Arriving at the Trailhead

There are just 12 parking spots, including nine pull-in spots and three parallel spaces. It is also possible to carefully parallel park along the two-lane Skyline Drive.

The trailhead is easy to find on the south side of the parking area at milepost 33.5. You’ll see a concrete trail marker and a path that descends into the leafy forest.

The marker reads “Hazel Mountain Road,” though the gravel path is listed simply as “Hazel Mountain Trail” on AllTrails.

The First Steps

Once you walk by the concrete trail marker, you will shortly reach a fork in the trail. Stay to the right for the yellow-blazed Hazel Mountain Trail.

From here, it’s an easy-going descent along a lush leafy trail. Heads up, the trail splits again at the .4-mile mark. Stay right once more for the Hazel Mountain Trail.
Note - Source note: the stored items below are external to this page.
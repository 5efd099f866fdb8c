//! Dispatch-time errors.

use std::time::Duration;

use thiserror::Error;

use crate::providers::ProviderError;

/// Errors surfaced to callers of the dispatcher. None of them affect the
/// route table.
#[derive(Debug, Error)]
pub enum DispatchError {
    #[error("The route '{0}' is not present or active on the server. Please verify the route name.")]
    RouteNotFound(String),

    #[error("Method Not Allowed")]
    MethodNotAllowed,

    #[error("route '{route}' failed: {source}")]
    ProviderDispatch {
        route: String,
        #[source]
        source: ProviderError,
    },

    #[error("route '{route}' did not respond within {} seconds", .timeout.as_secs())]
    ProviderTimeout { route: String, timeout: Duration },
}

impl DispatchError {
    /// Label used in metrics.
    pub fn label(&self) -> &'static str {
        match self {
            DispatchError::RouteNotFound(_) => "not_found",
            DispatchError::MethodNotAllowed => "method_not_allowed",
            DispatchError::ProviderDispatch { .. } => "provider_error",
            DispatchError::ProviderTimeout { .. } => "timeout",
        }
    }
}

#[cfg(test)]
mod tests {
    use super::*;

    #[test]
    fn test_route_not_found_message() {
        assert_eq!(
            DispatchError::RouteNotFound("invalid".into()).to_string(),
            "The route 'invalid' is not present or active on the server. Please verify the route name."
        );
        assert_eq!(DispatchError::MethodNotAllowed.to_string(), "Method Not Allowed");
    }
}
//! OS signal handling.
//!
//! # Responsibilities
//! - Wait for SIGINT (Ctrl+C) or SIGTERM
//! - Translate the first one into a graceful shutdown
//!
//! # Design Decisions
//! - Uses Tokio's signal handling (async-safe)
//! - No reload signal: the watcher polls the configuration source anyway

use crate::lifecycle::shutdown::Shutdown;

/// Resolve when the process is asked to stop.
pub async fn wait_for_signal() {
    let ctrl_c = async {
        if let Err(e) = tokio::signal::ctrl_c().await {
            tracing::error!(error = %e, "Failed to listen for Ctrl+C");
            std::future::pending::<()>().await;
        }
    };

    #[cfg(unix)]
    let terminate = async {
        match tokio::signal::unix::signal(tokio::signal::unix::SignalKind::terminate()) {
            Ok(mut signal) => {
                signal.recv().await;
            }
            Err(e) => {
                tracing::error!(error = %e, "Failed to listen for SIGTERM");
                std::future::pending::<()>().await;
            }
        }
    };

    #[cfg(not(unix))]
    let terminate = std::future::pending::<()>();

    tokio::select! {
        _ = ctrl_c => tracing::info!("SIGINT received"),
        _ = terminate => tracing::info!("SIGTERM received"),
    }
}

/// Trigger `shutdown` on the first stop signal.
pub fn spawn_signal_handler(shutdown: Shutdown) {
    tokio::spawn(async move {
        wait_for_signal().await;
        shutdown.trigger();
    });
}
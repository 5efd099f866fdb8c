//! Timeout enforcement.
//!
//! # Responsibilities
//! - Wrap provider calls with a deadline
//! - Cancel operations cleanly on timeout (the future is dropped)
//!
//! # Design Decisions
//! - Uses Tokio's timeout facilities
//! - Timeout errors are distinct from other errors
//! - Timed-out requests return 504 Gateway Timeout

use std::future::Future;
use std::time::Duration;

use thiserror::Error;

/// The wrapped operation did not finish in time.
#[derive(Debug, Clone, Copy, PartialEq, Eq, Error)]
#[error("deadline of {0:?} exceeded")]
pub struct DeadlineExceeded(pub Duration);

/// Run `future` to completion or give up after `deadline`.
pub async fn with_deadline<F>(deadline: Duration, future: F) -> Result<F::Output, DeadlineExceeded>
where
    F: Future,
{
    tokio::time::timeout(deadline, future)
        .await
        .map_err(|_| DeadlineExceeded(deadline))
}

#[cfg(test)]
mod tests {
    use super::*;

    #[tokio::test]
    async fn test_completes_within_deadline() {
        let value = with_deadline(Duration::from_secs(1), async { 42 }).await;
        assert_eq!(value, Ok(42));
    }

    #[tokio::test]
    async fn test_deadline_exceeded() {
        let deadline = Duration::from_millis(10);
        let result = with_deadline(deadline, tokio::time::sleep(Duration::from_secs(5))).await;
        assert_eq!(result, Err(DeadlineExceeded(deadline)));
    }
}
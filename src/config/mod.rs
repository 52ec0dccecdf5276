//! Configuration storage: default suite and master key material

use anyhow::{Context, Result};
use directories::ProjectDirs;
use serde::{Deserialize, Serialize};
use std::fs;
use std::path::{Path, PathBuf};

use srtp_relay_crypto::{lookup_suite, CryptoParams, CryptoSuite};

/// Suite used when neither the command line nor the config names one.
pub const DEFAULT_SUITE: &str = "AES_CM_128_HMAC_SHA1_80";

/// Application configuration
#[derive(Debug, Default, Serialize, Deserialize)]
pub struct Config {
    /// SDES suite name, e.g. `AES_CM_128_HMAC_SHA1_80`
    pub default_suite: Option<String>,
    /// Master key material handed over by signaling
    pub keys: Option<KeyConfig>,
}

/// The `[keys]` table
#[derive(Debug, Default, Clone, Serialize, Deserialize)]
pub struct KeyConfig {
    /// Base64 master key || master salt, optionally with an `inline:` prefix
    pub inline: Option<String>,
    #[serde(default)]
    pub mki: u64,
    /// MKI length in bytes, 0 for no MKI
    #[serde(default)]
    pub mki_len: usize,
    /// Crypto attribute tag
    #[serde(default)]
    pub tag: u32,
}

impl Config {
    /// Get config directory path
    fn config_dir() -> Result<PathBuf> {
        let proj_dirs = ProjectDirs::from("com", "srtp-relay-crypto", "srtp-relay-crypto")
            .context("Could not determine config directory")?;
        Ok(proj_dirs.config_dir().to_path_buf())
    }

    /// Get config file path
    pub fn config_path() -> Result<PathBuf> {
        Ok(Self::config_dir()?.join("config.toml"))
    }

    /// Load configuration from the platform config directory
    pub fn load() -> Result<Self> {
        Self::load_from(&Self::config_path()?)
    }

    /// Load configuration from `path`; a missing file yields the defaults
    pub fn load_from(path: &Path) -> Result<Self> {
        if !path.exists() {
            return Ok(Self::default());
        }

        let content = fs::read_to_string(path)
            .with_context(|| format!("Failed to read config file {}", path.display()))?;
        toml::from_str(&content).context("Failed to parse config file")
    }

    /// Save configuration to `path`
    pub fn save_to(&self, path: &Path) -> Result<()> {
        if let Some(dir) = path.parent() {
            fs::create_dir_all(dir).context("Failed to create config directory")?;
        }

        let content = toml::to_string_pretty(self).context("Failed to serialize config")?;
        fs::write(path, content).context("Failed to write config file")?;

        // Set restrictive permissions on config file (contains master keys)
        #[cfg(unix)]
        {
            use std::os::unix::fs::PermissionsExt;
            let perms = fs::Permissions::from_mode(0o600);
            fs::set_permissions(path, perms).context("Failed to set config permissions")?;
        }

        Ok(())
    }

    /// Resolve the suite: explicit name first, then config, then the default
    pub fn suite(&self, name: Option<&str>) -> Result<&'static CryptoSuite> {
        let name = name
            .or(self.default_suite.as_deref())
            .unwrap_or(DEFAULT_SUITE);
        Ok(lookup_suite(name)?)
    }

    /// Build context parameters from an explicit inline key or the `[keys]` table
    pub fn params(&self, suite: &'static CryptoSuite, inline: Option<&str>) -> Result<CryptoParams> {
        let keys = self.keys.clone().unwrap_or_default();
        let inline = inline
            .or(keys.inline.as_deref())
            .context("No master key given (use --key or set [keys] inline in the config)")?;

        let params = CryptoParams::from_inline_key(suite, inline)
            .context("Invalid master key")?
            .with_mki(keys.mki, keys.mki_len)?
            .with_tag(keys.tag);
        Ok(params)
    }
}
It’s a relaxing hike, but there is not much to see. You know, beyond deciduous trees, cheery wildflowers and negligible water crossings. Maybe a downed tree or two.

At the 1.2-mile mark, you will begin to hear the peaceful burbling of the Hazel River. You may think, oh the falls must be close, but sadly you would be wrong.

In a few more steps, at the 1.6-mile mark, you will turn left onto the White Rocks Trail – away from the Hazel River. The trail also narrows quite significantly.

Press on, friends. You’re really are getting close. At the 2.4-mile mark, you will see a trail junction and a concrete marker. Hurray, Cave Falls is .2-miles from here.

Turn right at the marker onto a blue-blazed spur trail. At this point, it’s a fairly steep descent to Cave Falls. There are steps and rocks to navigate as you head for the falls.

You reach Cave Falls at the 2.6-mile mark. There are cascades and caves. It’s really quite lovely. Also, Cave Falls. It’s a small waterfall, but it boasts a watering hole.

I met a couple with a bright-yellow tent who had camped out alongside the falls. They readily admitted they were too close to the trail, but it was such a great spot.

Adjacent to Cave Falls you will see a couple of dark shallow caves. Both are worth safely exploring while you are alongside the crystal-clear cascading waters.

Sit and stay awhile on one of the large rocks next to the falls. It’s a well-shaded area and perfect for enjoying lunch or a snack while listening to the relaxing waterfalls.

From here, re-trace your steps to the parking area. Your peaceful hike to one of the most lovely waterfalls in Shenandoah National Park is complete.

Wrap-Up Notes

From the parking area, this hike took me just over two hours, including time spent ogling the falls and chatting up the backpackers with the bright-yellow tent.

For those eager to re-fuel post-hike, proceed north along Skyline Drive to Elkwallow Wayside at milepost 24.1.

You’ll find groceries, camping supplies, souvenirs and grab-and-go sandwiches. There is also a restroom and a picnic area.